(Items listed in a dataset)
//! Tests for check and selection consistency across the two levels.

use std::sync::Arc;

use parking_lot::Mutex;
use rand::rngs::StdRng;
use rand::{Rng, SeedableRng};
use thicket::{
    CheckState, Coordinate, HierarchicalIndexTree, ItemRef, SelectionFlags, SelectionMode,
    TreeConfig,
};

fn init_tracing() {
    let _ = tracing_subscriber::fmt()
        .with_env_filter(tracing_subscriber::EnvFilter::from_default_env())
        .with_test_writer()
        .try_init();
}

/// Builds a forest from per-group leaf check flags.
fn forest(groups: &[&[bool]]) -> HierarchicalIndexTree {
    let mut tree = HierarchicalIndexTree::new();
    for (row, flags) in groups.iter().enumerate() {
        for (col, &checked) in flags.iter().enumerate() {
            let coord = tree.insert(
                Coordinate::group(row as i32),
                format!("G{row}"),
                format!("L{row}.{col}"),
                false,
            );
            tree.set_checked(coord, checked);
        }
    }
    tree
}

/// Checks every cross-level invariant the tree promises after a public call.
fn assert_consistent(tree: &HierarchicalIndexTree) {
    for (row, group) in tree.groups().iter().enumerate() {
        assert!(group.leaf_count() > 0, "group {row} is empty\n{}", tree.dump());

        let flags = group.leaves().iter().map(|leaf| leaf.is_checked());
        assert_eq!(group.check_state(), CheckState::from_flags(flags));

        let all_selected = group.leaves().iter().all(|leaf| leaf.is_selected());
        assert_eq!(
            group.is_selected(),
            all_selected,
            "group {row} selection drifted\n{}",
            tree.dump()
        );
    }
    if let Some(current) = tree.current() {
        assert!(tree.is_valid(current), "dangling current {current}");
    }
}

#[test]
fn test_insert_into_empty_forest() {
    init_tracing();
    let mut tree = HierarchicalIndexTree::new();
    tree.insert(Coordinate::new(-1, -1), "G1", "L1", true);

    assert_eq!(tree.group_count(), 1);
    assert_eq!(tree.group(0).unwrap().label(), "G1");
    let leaf = tree.leaf(Coordinate::new(0, 0)).unwrap();
    assert_eq!(leaf.label(), "L1");
    assert_eq!(leaf.check_state(), CheckState::Checked);
    assert!(leaf.is_selected());
    assert_eq!(tree.all_coordinates(), vec![Coordinate::new(0, 0)]);
    assert_consistent(&tree);
}

#[test]
fn test_checking_last_leaf_checks_group() {
    let mut tree = forest(&[&[true, false]]);
    tree.set_checked(Coordinate::new(0, 1), true);

    assert_eq!(tree.check_state(ItemRef::leaf(0, 0)), Some(CheckState::Checked));
    assert_eq!(tree.check_state(ItemRef::leaf(0, 1)), Some(CheckState::Checked));
    assert_eq!(tree.check_state(ItemRef::Group(0)), Some(CheckState::Checked));
}

#[test]
fn test_mixed_leaves_make_group_partial() {
    let mut tree = forest(&[&[true, true, false]]);
    tree.set_checked(Coordinate::new(0, 0), false);
    assert_eq!(
        tree.check_state(ItemRef::Group(0)),
        Some(CheckState::PartiallyChecked)
    );
}

#[test]
fn test_group_check_state_never_drifts() {
    let mut tree = forest(&[&[true, false, true], &[false], &[true, true]]);
    let steps = [
        (0, 1, true),
        (0, 0, false),
        (1, 0, true),
        (2, 1, false),
        (0, 2, false),
        (0, 1, false),
        (2, 0, false),
    ];
    for (row, col, checked) in steps {
        tree.set_checked(Coordinate::new(row, col), checked);
        assert_consistent(&tree);
    }
    assert_eq!(tree.check_state(ItemRef::Group(0)), Some(CheckState::Unchecked));
    assert_eq!(tree.check_state(ItemRef::Group(1)), Some(CheckState::Checked));
    assert_eq!(tree.check_state(ItemRef::Group(2)), Some(CheckState::Unchecked));
}

#[test]
fn test_selecting_group_selects_leaves_and_back() {
    let mut tree = forest(&[&[true, true, true], &[true, true]]);

    tree.select(ItemRef::Group(0), SelectionFlags::SELECT);
    assert_eq!(tree.coordinates_under(ItemRef::Group(0)), tree.selected_coordinates());

    tree.select(ItemRef::leaf(1, 0), SelectionFlags::SELECT);
    assert!(!tree.is_selected(ItemRef::Group(1)));
    tree.select(ItemRef::leaf(1, 1), SelectionFlags::SELECT);
    assert!(tree.is_selected(ItemRef::Group(1)));
    assert_consistent(&tree);
}

#[test]
fn test_marquee_selection_across_groups() {
    let mut tree = forest(&[&[true, true], &[true], &[true, true, true]]);

    // One request per leaf, as a rubber-band sweep would issue them.
    for coord in [(0, 1), (1, 0), (2, 0), (2, 1), (2, 2), (0, 0)] {
        tree.select(ItemRef::Leaf(coord.into()), SelectionFlags::SELECT);
    }
    assert!((0..3).all(|row| tree.is_selected(ItemRef::Group(row))));
    assert_eq!(tree.selected_coordinates(), tree.all_coordinates());
    assert_consistent(&tree);
}

#[test]
fn test_on_selection_changed_is_idempotent() {
    let mut tree = forest(&[&[true, true], &[true]]);
    tree.select(ItemRef::Group(0), SelectionFlags::SELECT);
    tree.select(ItemRef::leaf(1, 0), SelectionFlags::SELECT);

    tree.on_selection_changed();
    let once = tree.selected_coordinates();
    tree.on_selection_changed();
    assert_eq!(tree.selected_coordinates(), once);
}

#[test]
fn test_remove_sole_and_non_sole_leaves() {
    let mut tree = forest(&[&[true, false, true], &[true]]);

    tree.remove(Coordinate::new(1, 0));
    assert_eq!(tree.group_count(), 1);

    tree.remove(Coordinate::new(0, 0));
    assert_eq!(tree.group_count(), 1);
    assert_eq!(tree.leaf_count(0), 2);
    assert_eq!(tree.leaf(Coordinate::new(0, 0)).unwrap().label(), "L0.1");
    assert_eq!(tree.leaf(Coordinate::new(0, 1)).unwrap().label(), "L0.2");
    assert_consistent(&tree);
}

#[test]
fn test_is_valid_for_every_shape() {
    let shapes: [&[&[bool]]; 3] = [
        &[],
        &[&[true]],
        &[&[true, true, true], &[false], &[true, false]],
    ];
    for shape in shapes {
        let tree = forest(shape);
        let groups = tree.group_count() as i32;
        for row in -2..groups + 2 {
            for col in -3..5 {
                let expected = row >= 0
                    && row < groups
                    && col >= 0
                    && (col as usize) < tree.leaf_count(row);
                assert_eq!(tree.is_valid(Coordinate::new(row, col)), expected, "({row}, {col})");
            }
        }
    }
}

#[test]
fn test_scripted_mutations_stay_consistent() {
    init_tracing();
    let mut tree = HierarchicalIndexTree::with_config(TreeConfig {
        selection_mode: SelectionMode::MultiSelection,
        ..Default::default()
    });

    let mut rng = StdRng::seed_from_u64(0x2545_f491);

    for step in 0..400 {
        let row = rng.gen_range(0..=tree.group_count() as i32);
        let col = rng.gen_range(-1..3);
        let coord = Coordinate::new(row, col);
        match rng.gen_range(0..8) {
            0 | 1 => {
                let select = rng.gen_bool(1.0 / 3.0);
                tree.insert(coord, format!("g{step}"), format!("l{step}"), select);
            }
            2 => tree.remove(coord),
            3 => tree.set_checked(coord, rng.gen_bool(0.5)),
            4 => tree.toggle_check(ItemRef::Group(row)),
            5 => tree.select(ItemRef::Leaf(coord), SelectionFlags::TOGGLE),
            6 => tree.select(ItemRef::Group(row), SelectionFlags::TOGGLE),
            _ => {
                tree.remove_many(&[Coordinate::group(row), coord]);
            }
        }
        assert_consistent(&tree);
    }
}

#[test]
fn test_signals_report_post_cascade_state() {
    let mut tree = forest(&[&[true, true]]);
    let seen = Arc::new(Mutex::new(Vec::new()));
    let seen_clone = seen.clone();
    tree.signals().check_state_changed.connect(move |(item, state)| {
        seen_clone.lock().push((*item, *state));
    });

    tree.on_item_clicked(ItemRef::Group(0), CheckState::Unchecked);
    assert_eq!(
        *seen.lock(),
        vec![
            (ItemRef::leaf(0, 0), CheckState::Unchecked),
            (ItemRef::leaf(0, 1), CheckState::Unchecked),
            (ItemRef::Group(0), CheckState::Unchecked),
        ]
    );
}

#[test]
fn test_blocked_signals_stay_silent() {
    let mut tree = forest(&[&[true]]);
    let count = Arc::new(Mutex::new(0));
    let count_clone = count.clone();
    tree.signals().leaf_inserted.connect(move |_| *count_clone.lock() += 1);

    tree.signals().set_blocked(true);
    tree.insert(Coordinate::group(0), "", "quiet", false);
    tree.signals().set_blocked(false);
    tree.insert(Coordinate::group(0), "", "loud", false);

    assert_eq!(*count.lock(), 1);
}

#[test]
fn test_config_file_drives_tree() {
    let dir = tempfile::tempdir().unwrap();
    let path = dir.path().join("thicket.toml");
    std::fs::write(
        &path,
        "selection_mode = \"single\"\nexpand_new_groups = false\ngroup_icon = \"folder\"\n",
    )
    .unwrap();

    let mut tree = HierarchicalIndexTree::with_config(TreeConfig::load_toml(&path).unwrap());
    tree.insert(Coordinate::INVALID, "g", "a", false);
    tree.insert(Coordinate::group(0), "", "b", false);

    assert_eq!(tree.group(0).unwrap().icon(), Some("folder"));
    assert!(!tree.is_expanded(0));

    tree.select(ItemRef::leaf(0, 0), SelectionFlags::SELECT);
    tree.select(ItemRef::leaf(0, 1), SelectionFlags::SELECT);
    assert_eq!(tree.selected_coordinates(), vec![Coordinate::new(0, 1)]);
}
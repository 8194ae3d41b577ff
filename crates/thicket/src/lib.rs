//! Thicket - a two-level checkable item index.
//!
//! Thicket keeps an ordered forest of groups, each holding an ordered run of
//! checkable leaves, and keeps check and selection state consistent between
//! the two levels. It is the data half of a grouped check-list view (sites
//! and their scans, folders and their files): the view forwards clicks and
//! selection requests, and asks back which leaves are checked or selected.
//!
//! - [`HierarchicalIndexTree`]: The forest and its operations
//! - [`SortPolicy`]: Orders a mixed list of group markers and leaves for a batch
//! - [`TreeConfig`]: Selection mode, expansion and icon defaults, loadable from TOML/JSON
//! - [`ForestDump`]: Text rendering for logs and tests
//!
//! # Example
//!
//! ```
//! use thicket::{CheckState, Coordinate, HierarchicalIndexTree, ItemRef};
//!
//! let mut tree = HierarchicalIndexTree::new();
//! tree.insert(Coordinate::INVALID, "G1", "L1", true);
//! tree.insert(Coordinate::group(0), "", "L2", false);
//!
//! // Unchecking one leaf leaves the group partially checked.
//! tree.on_item_clicked(ItemRef::leaf(0, 1), CheckState::Unchecked);
//! assert_eq!(
//!     tree.check_state(ItemRef::Group(0)),
//!     Some(CheckState::PartiallyChecked)
//! );
//!
//! println!("{}", tree.dump());
//! ```
//!
//! # Logging
//!
//! All operations log through `tracing` under the `thicket::*` targets (see
//! [`thicket_core::logging::targets`]). No subscriber is installed by the
//! library.

pub mod config;
pub mod debug;
pub mod error;
pub mod model;

pub use config::TreeConfig;
pub use debug::ForestDump;
pub use error::{Error, Result};
pub use model::{
    CheckState, Coordinate, Group, HierarchicalIndexTree, ItemRef, Leaf, SelectionFlags,
    SelectionMode, SortPolicy, TreeSignals,
};
pub use thicket_core::{ConnectionGuard, ConnectionId, Signal, TreeFormatOptions, TreeStyle};
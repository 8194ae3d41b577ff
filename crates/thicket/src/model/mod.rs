//! The two-level item index.
//!
//! This module provides a forest of groups, each owning an ordered run of
//! checkable leaves, addressed by positional coordinates. It is the data side
//! of a grouped check-list view: a view renders it, forwards clicks and
//! selection requests, and reads back the coordinates the user picked.
//!
//! # Core Types
//!
//! - `Coordinate`: `(row, col)` position of a leaf, or `(row, -1)` for a whole group
//! - `ItemRef`: Either a group or a leaf, as the target of a click or selection
//! - `CheckState`: Binary for leaves, tri-state (derived) for groups
//! - `HierarchicalIndexTree`: The forest and all its operations
//! - `TreeSignals`: Change notifications
//!
//! # Cascades
//!
//! ```text
//!             check (down)            select (down)
//!   Group ───────────────────> Leaf ───────────────────> Leaf
//!     ^                         │
//!     └─────────────────────────┘
//!       re-derive check (up), all-selected => group selected (up)
//! ```
//!
//! # Example
//!
//! ```
//! use thicket::{Coordinate, HierarchicalIndexTree};
//!
//! let mut tree = HierarchicalIndexTree::new();
//! tree.insert(Coordinate::INVALID, "site_a", "scan_01", false);
//! tree.insert(Coordinate::group(0), "", "scan_02", false);
//! tree.insert(Coordinate::INVALID, "site_b", "scan_03", false);
//!
//! tree.signals().check_state_changed.connect(|(item, state)| {
//!     println!("{item:?} is now {state:?}");
//! });
//!
//! tree.set_group_checked(0, false);
//! assert_eq!(tree.checked_coordinates(), vec![Coordinate::new(1, 0)]);
//!
//! // Drop site_a and scan_03 in one batch.
//! let removed = tree.remove_many(&[Coordinate::group(0), Coordinate::new(1, 0)]);
//! assert_eq!(removed, 3);
//! assert!(tree.is_empty());
//! ```

mod check;
mod coordinate;
mod node;
mod selection;
mod signals;
mod sort;
mod tree;

pub use check::CheckState;
pub use coordinate::{Coordinate, ItemRef};
pub use node::{Group, Leaf};
pub use selection::{SelectionFlags, SelectionMode};
pub use signals::TreeSignals;
pub use sort::SortPolicy;
pub use tree::HierarchicalIndexTree;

§ **Exercise objective**:
Give the lines again, exactly as they stand, from the beginning of the data through the line with "fn forest(groups: &[&[bool]])".

§ **The completed task**:
//! Tests for check and selection consistency across the two levels.

use std::sync::Arc;

use parking_lot::Mutex;
use rand::rngs::StdRng;
use rand::{Rng, SeedableRng};
use thicket::{
    CheckState, Coordinate, HierarchicalIndexTree, ItemRef, SelectionFlags, SelectionMode,
    TreeConfig,
};

fn init_tracing() {
    let _ = tracing_subscriber::fmt()
        .with_env_filter(tracing_subscriber::EnvFilter::from_default_env())
        .with_test_writer()
        .try_init();
}

/// Builds a forest from per-group leaf check flags.
fn forest(groups: &[&[bool]]) -> HierarchicalIndexTree {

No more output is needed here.